Bir de ünlü sergileriniz var tabi ki…

Evet; yayıncılıktan kültür ve sanata geçersek, üç tane salonumuz var. Bunlar son derece alçakgönüllü salonlar ama yeri çok güzel. Herkes de bilir ki biz belki 50–60 yıldır çok güzel sergiler yapıyoruz. Eskiden halka sanatı öğretmek, tanıtmak ve sevdirmek için amatör sergilere yer verilirmiş. 1980’lerin sonundan beri sadece profesyonel sanatçıların eserlerini sergiliyoruz. Bu galerimizde Andy Warhol’dan Gentille Bellini’ye, Joseph Beuys ve Otto Dix’den Zühdü Müridoğlu ve Sabri Berkel’e, pek çok sanatçının eserleri sergilendi. Zaman içinde baktığımızda son dönemlerde artık Türkiye’nin güncel sanatına odaklanmış gibiyiz. Bunu da “Türkiye’de güncel sanat çok iyi yol alıyor”u göstermek ve bunu belgelemek için yapıyoruz. Her sergimizin çok iyi katalogları oluyor. Diğer iki salonumuzun birinde ‘Bir Usta Bir Dünya’ teması üzerine toplumsal belleği canlı tutan sergiler yaparız, bunlar da Abidin Dino, Sait Faik, İlhan Berk gibi dünya çapında bir yazarın, bir şairin ya da bir fotoğrafçının hayatını ve eserlerini anlatan sergiler olur.
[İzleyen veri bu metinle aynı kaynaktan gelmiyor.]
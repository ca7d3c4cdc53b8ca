//! Agent completion service client for MediBook.
//!
//! The provider implements the `medibook_core::Provider` trait over the
//! OpenAI-compatible chat completions wire format.

pub mod openai_compat;

pub use openai_compat::OpenAiCompatProvider;
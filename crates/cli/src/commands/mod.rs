pub mod chat;
pub mod config_cmd;
pub mod doctor;
pub mod onboard;
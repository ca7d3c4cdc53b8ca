//! Dynamic system instruction.
//!
//! Rebuilt for every agent call: the assistant persona, the current local
//! time, and a calendar of the surrounding days. With the calendar in the
//! prompt the model looks dates up instead of computing them.

use chrono::{DateTime, Datelike, Duration, FixedOffset, NaiveDate, Offset, Utc};
use medibook_config::OrchestrationConfig;
use medibook_core::calendar::{describe_date, format_date, weekday_name};
use medibook_core::provider::ToolDefinition;

/// Marker appended to today's calendar entry.
pub const TODAY_MARKER: &str = "Hôm nay";

pub struct ContextBuilder {
    assistant_name: String,
    utc_offset: FixedOffset,
    days_back: i64,
    days_forward: i64,
    tools: Vec<ToolDefinition>,
}

impl ContextBuilder {
    /// Vietnam time, two days back and twelve forward.
    pub fn new(assistant_name: impl Into<String>) -> Self {
        Self {
            assistant_name: assistant_name.into(),
            utc_offset: offset_hours(7),
            days_back: 2,
            days_forward: 12,
            tools: Vec::new(),
        }
    }

    pub fn from_config(assistant_name: impl Into<String>, config: &OrchestrationConfig) -> Self {
        Self {
            utc_offset: offset_hours(config.utc_offset_hours),
            days_back: i64::from(config.calendar_days_back),
            days_forward: i64::from(config.calendar_days_forward),
            ..Self::new(assistant_name)
        }
    }

    /// Describe these tools in the instruction text.
    pub fn with_tools(mut self, tools: Vec<ToolDefinition>) -> Self {
        self.tools = tools;
        self
    }

    /// Calendar lines from `days_back` before to `days_forward` after
    /// `today` (exclusive), e.g. `Thứ Hai (20/10/2025 - Hôm nay)`.
    pub fn calendar_window(&self, today: NaiveDate) -> Vec<String> {
        (-self.days_back..self.days_forward)
            .filter_map(|offset| today.checked_add_signed(Duration::days(offset)))
            .map(|day| {
                if day == today {
                    format!(
                        "{} ({} - {TODAY_MARKER})",
                        weekday_name(day.weekday()),
                        format_date(day)
                    )
                } else {
                    describe_date(day)
                }
            })
            .collect()
    }

    /// The system instruction for a call made at `now`.
    pub fn build(&self, now: DateTime<Utc>) -> String {
        let local = now.with_timezone(&self.utc_offset);
        let today = local.date_naive();

        let mut prompt = format!(
            "Bạn là {name}, trợ lý đặt lịch khám của hệ thống phòng khám. \
             Trả lời bằng tiếng Việt, ngắn gọn và lịch sự. \
             Chỉ dùng thông tin lấy từ công cụ tra cứu về phòng khám, dịch vụ, bác sĩ và lịch khám; \
             không tự bịa thông tin.\n\n\
             Thời gian hiện tại: {time}, {date} (UTC{offset}).\n\
             Lịch tham khảo (dùng để đổi \"hôm nay\", \"ngày mai\", \"thứ Hai tuần sau\"... \
             thành ngày cụ thể, không tự tính ngày):\n",
            name = self.assistant_name,
            time = local.format("%H:%M"),
            date = describe_date(today),
            offset = self.utc_offset,
        );
        for line in self.calendar_window(today) {
            prompt.push_str("- ");
            prompt.push_str(&line);
            prompt.push('\n');
        }
        prompt.push_str("Ngày truyền cho công cụ luôn theo định dạng dd/mm/yyyy.");

        if !self.tools.is_empty() {
            prompt.push_str("\n\nCông cụ có thể gọi:\n");
            for tool in &self.tools {
                prompt.push_str(&format!("- {}: {}\n", tool.name, tool.description));
            }
            prompt.push_str(
                "Để gọi công cụ, trả về JSON dạng {\"name\": \"<tên công cụ>\", \"parameters\": {...}}.",
            );
        }

        prompt
    }
}

fn offset_hours(hours: i32) -> FixedOffset {
    FixedOffset::east_opt(hours * 3600).unwrap_or_else(|| Utc.fix())
}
Burası aynı zamanda Türk fotoğrafının duayeni Ara Güler, ülkemizin yetiştirdiği en önemli belgeselcilerden Güneş Karabuda, savaş fotoğrafçısı Robert Capa, belgesel fotoğrafçısı Sebastiao Salgado gibi efsane isimlerin fotoğraf  sergilerine de ev sahipliği yapan bir mekan. Diğer salonumuz ise müze. Aslında koleksiyonlarımız olduğu için Kültür Bakanlığı’na kayıtlı bir müzeyiz ama tüm koleksiyonları sürekli sergileyecek alanımız yok. Yapı Kredi koleksiyonlarından parçalarla, diğer müzelerden ve koleksiyonerlerden de eser alarak tematik sergiler düzenliyoruz. Örneğin “Tanede Saklı Keyif, Kahve”, “Kutsal Duman’dan Sihirli Damla’ya Parfüm”, “İmparatorluk’tan Cumhuriyet’e Kağıt Para’nın Öyküsü” ve “Zamanın Görünen Yüzü Saatler”.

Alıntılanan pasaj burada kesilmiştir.